Jill Althouse-Wood follows multiple creative pathways – the written word and the visual arts. After graduating from the University of Delaware with a degree in fiber arts and metals, Althouse-Wood worked for 15 years as a textile designer. “Being that my work life centered around visual and tactile work, my creative practice turned to writing.” But after a downturn in the market, she left the textile industry which gave her more time to devote to both writing and visual arts.

Althouse-Wood grew up in Lancaster County, Pennsylvania, where she lived until moving to Delaware a decade ago. Influenced early on by fashion, fabric, and design, she scoured William Morris books for colorways and explored the textile art of Kaffe Fassett and quilts of Faith Ringgold. Presently, Althouse-Wood is inspired by the people aurrounding her – “the local art scenes in Wilmington and Lancaster . . . artists who are doing spectacular work.”

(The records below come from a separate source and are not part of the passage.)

use core::f32::consts::PI;
use core::str::FromStr;

use serde::{Deserialize, Serialize};

use pneuma_engine::anim::{Animation, Mutation};
use pneuma_engine::coords::Vec2;
use pneuma_engine::paint::{palette, Color};
use pneuma_engine::scene::{Node, NodePath};

use super::actuators::{Actuator, ActuatorKind, ActuatorStyle};
use super::Side;
use crate::component::Component;
use crate::error::ParseError;

/// Flow paths of the middle chamber of a 5/3 valve.
#[derive(Debug, Copy, Clone, PartialEq, Eq, Hash, Default, Serialize, Deserialize)]
pub enum CenterMode {
    /// Outputs vented, supply blocked.
    #[default]
    Open,
    /// Every port blocked.
    Closed,
    /// Supply fed to both outputs.
    Pressure,
}

impl FromStr for CenterMode {
    type Err = ParseError;

    fn from_str(s: &str) -> Result<Self, Self::Err> {
        match s.trim().to_ascii_lowercase().as_str() {
            "open" | "center open" => Ok(CenterMode::Open),
            "closed" | "center closed" => Ok(CenterMode::Closed),
            "pressure" | "center pressure" => Ok(CenterMode::Pressure),
            other => Err(ParseError::new(format!("unknown centre configuration `{other}`"))),
        }
    }
}

/// Port count / switching positions.
#[derive(Debug, Copy, Clone, PartialEq, Eq, Hash, Serialize, Deserialize)]
pub enum ValveFamily {
    FiveTwo,
    FiveThree(CenterMode),
    ThreeTwo,
}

“Briar Never Rose,” 2021, acrylic on canvas, 30 x 24 inches
“Briar Never Rose,” 2021, acrylic on canvas, 30 x 24 inches

“foresTara,” 2021, acrylic on canvas, 30 x 24 inches
“foresTara,” 2021, acrylic on canvas, 30 x 24 inches

“Wolf Whistle,” 2021, acrylic on canvas, 30 x 24 inches
“Wolf Whistle,” 2021, acrylic on canvas, 30 x 24 inches

She is also influenced by place. In 2017, Althouse-Wood exhibited a collection of gilded abstract forestscapes, a statement of her deep reverence for the natural world and a paean to “the forest as cathedral.” The Arden resident is continually “astounded by nature and the cycles of the year.” Recently, due to the political and social climate – and the strictures of the pandemic – her paintings havd taken a darker turn. Through the lenses of nature and mythology, her Fellowship-winning work now explores the forest as “a place of mystery, uncertainty, danger, obstacle, and transformation – the classic heroine’s journey.”

Finding time and space to do “all the work I want to do” is one of the artist’s major challenges. “I have a need to express myself in many different ways,” and Althouse-Wood “tends to go in cycles, alternating writing with painting.” Whichever she is undertaking, she “values the connections made through art” and is gratified when her work “is transformed by an audience that brings multiple individual experiences and creates new interpretations.”

Althouse-Wood likes to hike and to travel, especially in Italy, where “I love the light and the artist traditions.” But she’s also passionate about something very close to home – her community of Arden, a place where “so many creative people work and live.” Recently, she has been working with neighbors to form the Arden Artisan Collective, hoping to give more visibility to the community and to showcase works by the group’s evolving membership.

Althouse-Wood plans to utilize the Division’s Emerging Artist Fellowship to make both practical and creative changes. She hopes to outfit her studio with moving cabinets, allowing her to convert spaces that will more easily merge living and painting spaces. And artistically, “I’ve been painting forests for the past ten years. I’d like to move on to other natural landscapes,” continuing to “strive for universality by using archetypes that already exist in our shared cultural vocabulary.”